刹那的な友人関係
既に日付を跨いだ最終電車に揺られながら、俺は本日アップデートが入ったソーシャルゲームの話題についてSNS上での会話を咲かせていた。『彼』も控え目な態度でその会話に加わっている。直接的なやり取りをした経験は未だに無かったが、口調や言葉遣いの丁寧な所に俺は好感を持っていた。
『彼』は、友人達の中では一番最近に知り合った人間だ。聞くところによれば、学生組の知人という話らしい。あまりこういった表現はしたくは無いが……いわゆる新参者という事になる。
3年も月日が経てば、友人達の中にも姿を眩ませる人間がちらほらと現れるようになっていた。当初俺が彼らと知り合った時の人数はもっと大所帯で、音声通話などしたら収集が付かなくなる程だった。今では全員を集めたとしても10人に満たない人数しか居ない。草野球をすれば、確実にポジションは埋まらないだろう。
無暗やたらと人数が増える事は望ましくないが、定期的に人を増やす事はある程度許容しているのが、現在の友人達の間で築かれているルールだった。
ネット上の繋がりは非常に刹那的な側面を持っている。それは関係の崩壊が起きたとしても容易に断ち切れる、リセットが利くという意味であり、不用意に個人情報を漏らさなければ利点とも言えよう。無論、その利点を良しと思いたくない節もあるのだが。
仮に俺がこれからボタン数回の操作をするだけで、今操作しているSNSのアプリを消去出来る。3年の付き合いがある友人達だろうと、関係を断つのに必要な行動がたったの数秒で済んでしまうという事だ。

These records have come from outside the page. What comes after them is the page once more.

pub mod repository;
pub mod sqlite;

pub use repository::*;
pub use sqlite::*;

use thiserror::Error;

#[derive(Error, Debug)]
pub enum DatabaseError {
    #[error("SQLite error: {0}")]
    Sqlite(rusqlite::Error),

    /// A UNIQUE index rejected a write. Under concurrent reconciliation this
    /// means another writer claimed the identity first; callers treat it as
    /// a retry signal, not a failure.
    #[error("unique constraint violated: {0}")]
    UniqueViolation(String),

    #[error("Entity not found: {entity_type} with id {id}")]
    NotFound { entity_type: String, id: String },

    #[error("Invalid enum value for {field}: {value}")]
    InvalidEnum { field: String, value: String },

    #[error("Migration failed at version {version}: {reason}")]
    MigrationFailed { version: i64, reason: String },

    #[error("Constraint violated: {0}")]
    ConstraintViolation(String),
}

impl From<rusqlite::Error> for DatabaseError {
    fn from(e: rusqlite::Error) -> Self {
        match e {
            rusqlite::Error::SqliteFailure(err, msg)
                if err.code == rusqlite::ErrorCode::ConstraintViolation =>
            {
                let text = msg.unwrap_or_else(|| err.to_string());
                if text.contains("UNIQUE constraint failed") {
                    DatabaseError::UniqueViolation(text)
                } else {
                    DatabaseError::ConstraintViolation(text)
                }
            }
            other => DatabaseError::Sqlite(other),
        }
    }
}

impl DatabaseError {
    pub fn is_unique_violation(&self) -> bool {
        matches!(self, DatabaseError::UniqueViolation(_))
    }
}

プライベートの都合で黙って姿を見せなくなった友人も居れば、友人間で喧嘩別れをしてそのまま界隈を去ってしまった友人も居た。そういった人間をこれまで何人も間接的に見送って来た立場としては、寂しくも感じられる。
話を戻そう、俺は『彼』が『僕』と自称して会話に加わっている姿を見てふと思い出したのだ。「昔の自分もこんな時期があったな、そういえば」と。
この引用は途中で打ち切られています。